Note that you should include those lines at the start of every source file in your game. Those ".h" files contain definitions of things like macros and templates that must be included in every source module that uses the standard library.

Third, edit your project's .t3m file. Add this line after the existing "-source mygame.t" line:

  -source newfile

That's all you have to do. When you add code to your new file, be sure to add it after the #include lines you copied into the file.

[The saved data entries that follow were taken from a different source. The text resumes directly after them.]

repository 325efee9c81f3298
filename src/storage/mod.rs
pub mod config;
use std::collections::{BTreeMap, BTreeSet};

use serde_json::Value;

use super::aliases::normalize_record;
use super::day::Day;
use super::range::AvailabilityRange;
use super::slot::HourSlot;

#[derive(Debug, Clone, PartialEq, Eq)]
pub struct CalendarProjection {
    days: BTreeMap<Day, BTreeSet<HourSlot>>,
}

impl CalendarProjection {
    pub fn empty() -> Self {
        Self {
            days: Day::ALL.into_iter().map(|day| (day, BTreeSet::new())).collect(),
        }
    }

    pub fn occupied(&self, day: Day) -> impl Iterator<Item = HourSlot> + '_ {
        self.days.get(&day).into_iter().flatten().copied()
    }

    pub fn is_occupied(&self, day: Day, slot: HourSlot) -> bool {
        self.days.get(&day).is_some_and(|slots| slots.contains(&slot))
    }

    pub fn is_empty(&self) -> bool {
        self.days.values().all(BTreeSet::is_empty)
    }

    pub fn hour_bounds(&self) -> Option<(u8, u8)> {
        let first = self.days.values().filter_map(|s| s.first()).min()?;
        let last = self.days.values().filter_map(|s| s.last()).max()?;
        Some((first.start_hour(), last.end_hour()))
    }

    fn insert_range(&mut self, range: &AvailabilityRange) {
        let slots = self.days.entry(range.day()).or_default();
        slots.extend(range.hours().filter_map(HourSlot::new));
    }
}

impl Default for CalendarProjection {
    fn default() -> Self {
        Self::empty()
    }
}

pub fn project_ranges(ranges: &[AvailabilityRange]) -> CalendarProjection {
    let mut projection = CalendarProjection::empty();
    for range in ranges {
        projection.insert_range(range);
    }
    projection
}

pub fn project(records: Option<&[Value]>) -> CalendarProjection {
    let mut projection = CalendarProjection::empty();

    for (index, record) in records.unwrap_or_default().iter().enumerate() {
        match normalize_record(record) {
            Ok(range) => projection.insert_range(&range),
            Err(e) => tracing::warn!("Skipping availability record {} in projection: {}", index, e),
        }
    }

    projection
}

For the full details on how this works, see the article on separate compilation.

What next?

Now the only thing remaining to do is to go take a look at the TADS 3 Bookshelf, which has the full set of manuals for the system on-line and lets you search their contents. If you'd prefer to download off-line copies, visit the TADS 3 home page for download links. Note that if you installed the "Full Documentation" version of TADS Workbench on Windows, the manuals are all included, and you can search them using Workbench.

Another valuable resource is the Usenet newsgroup, which has a contingent of TADS 3 experts who can help out with technical questions, along with a large group of IF enthusiasts using TADS 3 and other systems. Discussion ranges from programming to game design to IF history to almost anything else that's IF-related (and some stuff that isn't - it is Usenet, after all...).

The project file's contents explained

We promised earlier that we'd provide an explanation of the gibberish in the .t3m file. You should be able to get quite far sticking to the recipes above, so feel free to skip this section if you don't feel you need the details right now.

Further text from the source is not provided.